Records from a data collection:

§ §

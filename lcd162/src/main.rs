mod config;
mod demo;

use crate::config::{Backend, Config};
use dotenv::dotenv;
use embedded_hal::delay::DelayNs;
use lcd162_gpio::IoSpace;
use lcd162_gpio::lcd::hd44780::backlight::Backlight;
use lcd162_gpio::lcd::hd44780::display::Lcd162;
use lcd162_gpio::lcd::hd44780::driver::PortHD44780Driver;
use lcd162_gpio::lcd::hd44780::pins::LCD_KEYPAD_SHIELD;
use lcd162_gpio::lcd::hd44780::probe::{BusProbe, Transfer};
use lcd162_gpio::lcd::hd44780::timing::SpinDelay;
use lcd162_gpio::pwm::Timer2Pwm;
use lcd162_gpio::raw::RawIoSpace;
use lcd162_gpio::sim::SimIoSpace;
use log::{debug, info, trace};
use sysinfo::System;

fn build_lcd<'a>(
    config: &Config,
    io: &'a dyn IoSpace,
    delay: impl DelayNs + 'a,
) -> eyre::Result<Lcd162<'a>> {
    let backlight = Backlight::new(Timer2Pwm::new(io, LCD_KEYPAD_SHIELD.backlight)?)
        .with_curve(config.curve()?)
        .with_default_percent(config.backlight);

    let driver = PortHD44780Driver::new(io, LCD_KEYPAD_SHIELD, delay)?
        .with_timing(config.timing()?)
        .with_backlight(backlight);
    debug!("{:?} created.", driver);

    Ok(Lcd162::new(driver))
}

fn run<'a>(config: &Config, io: &'a dyn IoSpace, delay: impl DelayNs + 'a) -> eyre::Result<()> {
    let mut lcd = build_lcd(config, io, delay)?;

    debug!("Initializing LCD...");
    lcd.init()?;
    let driver = lcd.driver();
    info!("LCD initialized at {} Hz.", driver.timing().clock_hz);
    debug!("Pins: {:?}", driver.pins());

    demo::run(config, &mut lcd)
}

fn log_trace(io: &SimIoSpace) -> eyre::Result<()> {
    let nibbles = BusProbe::new(LCD_KEYPAD_SHIELD).nibbles(&io.timeline());
    let split = BusProbe::BOOTSTRAP_NIBBLES.min(nibbles.len());
    let (bootstrap, rest) = nibbles.split_at(split);

    let bootstrap: Vec<u8> = bootstrap.iter().map(|(_, nibble)| *nibble).collect();
    debug!("Bootstrap nibbles: {:x?}", bootstrap);

    let transfers = BusProbe::pair(rest)?;
    for transfer in &transfers {
        trace!("{}", transfer);
    }

    let commands = transfers
        .iter()
        .filter(|transfer| matches!(transfer, Transfer::Command(_)))
        .count();
    info!(
        "Bus trace: {} commands, {} data bytes, {:.1} ms spent waiting",
        commands,
        transfers.len() - commands,
        io.total_delay_ns() as f64 / 1_000_000.0
    );
    Ok(())
}

fn main() -> eyre::Result<()> {
    dotenv().ok();
    pretty_env_logger::init();

    const UNKNOWN_STR: &str = "???";

    info!(
        "Hello, {}!",
        System::name().as_deref().unwrap_or(UNKNOWN_STR)
    );
    info!(
        "System ver {} kernel ver {}",
        System::long_os_version().as_deref().unwrap_or(UNKNOWN_STR),
        System::kernel_version().as_deref().unwrap_or(UNKNOWN_STR),
    );
    info!("Architecture {}", System::cpu_arch());

    debug!("Trying to load config...");
    let mut config = if let Some(config) = Config::try_load() {
        info!("Config loaded.");
        config
    } else {
        info!("Config not found. Using default");
        let config = Config::default();
        config.save()?;
        info!("Default config saved.");
        config
    };
    config.apply_env()?;
    debug!("{:?}", config);

    info!("lcd162 v{} on the {} backend", env!("CARGO_PKG_VERSION"), config.backend);

    match config.backend {
        Backend::Sim => {
            let io = SimIoSpace::default();
            run(&config, &io, io.delay())?;
            log_trace(&io)?;
        }
        Backend::Raw => {
            let io = RawIoSpace::create(&config.register_image, SimIoSpace::ATMEGA2560_SIZE)?;
            debug!("{:?} mapped.", io);
            run(&config, &io, SpinDelay)?;
        }
    }

    info!("Done.");
    Ok(())
}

§ §

- [Activity]:
Go through the data and return each line where the word "DelayNs" appears.

- [Answer box]:
use embedded_hal::delay::DelayNs;
    delay: impl DelayNs + 'a,
fn run<'a>(config: &Config, io: &'a dyn IoSpace, delay: impl DelayNs + 'a) -> eyre::Result<()> {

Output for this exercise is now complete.